Legal Sector Workers United (LSWU), formed to represent solicitors and barristers as well as paralegals, clerks, trainees and administrative staff, said the results of a recent mental health survey of its members are ‘shocking’.
The survey of around 300 workers found that 71% of respondents said their job had a negative impact on their mental health, with 59% saying it was their single greatest mental health stressor – which the LSWU said was ‘a damning indictment of the operation of many employers’.
The union said 219 people reported struggling to cope with long hours and overwork, 122 cited low pay and 113 felt that ‘the relentless pressure to bill and meet targets’ was having a negative impact on their mental health.
Around one in six said bullying had caused their mental health to worsen and just over a third reported suffering from vicarious trauma.
The responses to the survey also suggested that employers are ‘endemically unable to offer the support that might help staff to recover’, the LSWU said, with a quarter of all workplaces ‘offering no mental health support at all’.
Almost three-quarters of respondents said they would not feel comfortable asking for time off for mental health reasons and just over half feared that disclosing mental health concerns would ‘adversely impact their career progression’.
The LSWU said workplaces should offer counselling or therapy for staff, as well as ‘no reason necessary’ mental health days, and recommended a ‘concerted effort to reduce the stigma associated with mental health problems’.

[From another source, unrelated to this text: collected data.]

//! HTTP+JSON wire types shared by the edge, dispatcher and workers
//!
//! Field names here are the wire contract; renaming any of them breaks
//! interop with already-deployed nodes.

use serde::{Deserialize, Serialize};

/// Inference job, as posted to `/process` on both dispatcher and workers
#[derive(Debug, Clone, Serialize, Deserialize)]
pub struct ProcessRequest {
    pub question: String,
}

/// Worker `/health` response body
#[derive(Debug, Clone, Serialize, Deserialize)]
pub struct WorkerHealth {
    pub status: String,
    pub load: i64,
}

impl WorkerHealth {
    pub fn ok(load: i64) -> Self {
        Self {
            status: "OK".to_string(),
            load,
        }
    }
}

/// Load report pushed by a worker to the dispatcher's `/update_load`
///
/// Both fields are optional on the wire so that a malformed report can be
/// answered with `400` instead of a framework-level rejection.
#[derive(Debug, Clone, Serialize, Deserialize)]
pub struct LoadReport {
    pub backend_id: Option<String>,
    pub load: Option<i64>,
}

impl LoadReport {
    pub fn new(backend_id: impl Into<String>, load: i64) -> Self {
        Self {
            backend_id: Some(backend_id.into()),
            load: Some(load),
        }
    }
}

/// One entry of the dispatcher's `/globalhealth` response
#[derive(Debug, Clone, Serialize, Deserialize)]
pub struct BackendStatus {
    pub id: String,
    pub url: String,
    pub is_down: bool,
    /// Unix seconds of the most recent down determination, 0 if never
    pub last_checked: u64,
    pub load: u32,
    pub last_response_code: Option<u16>,
}

/// Generic error body, `{"error": "..."}`
#[derive(Debug, Clone, Serialize, Deserialize)]
pub struct ErrorBody {
    pub error: String,
}

impl ErrorBody {
    pub fn new(msg: impl Into<String>) -> Self {
        Self { error: msg.into() }
    }
}

/// Generic message body, `{"message": "..."}`
#[derive(Debug, Clone, Serialize, Deserialize)]
pub struct MessageBody {
    pub message: String,
}

impl MessageBody {
    pub fn new(msg: impl Into<String>) -> Self {
        Self {
            message: msg.into(),
        }
    }
}

#[cfg(test)]
mod tests {
    use super::*;

    #[test]
    fn test_load_report_tolerates_missing_fields() {
        let report: LoadReport = serde_json::from_str(r#"{"backend_id": "backend_1"}"#).unwrap();
        assert_eq!(report.backend_id.as_deref(), Some("backend_1"));
        assert!(report.load.is_none());

        let report: LoadReport = serde_json::from_str("{}").unwrap();
        assert!(report.backend_id.is_none());
    }

    #[test]
    fn test_worker_health_shape() {
        let body = serde_json::to_value(WorkerHealth::ok(3)).unwrap();
        assert_eq!(body["status"], "OK");
        assert_eq!(body["load"], 3);
    }
}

Isaac Ricca-Richardson, LSWU’s communications secretary, said: ‘While we expected that the results wouldn’t be pretty, we were shocked by the extent and severity of the mental health crisis facing the legal sector. Unless bosses take real action, and soon, their staff will be at risk of burnout, breakdown, or leaving the sector altogether.’
Mary-Rachel McCabe, a barrister at Doughty Street Chambers, said the results of the survey were ‘a stark reminder of just how much work there is to be done to address the toxic “work until you drop” culture in the legal profession’.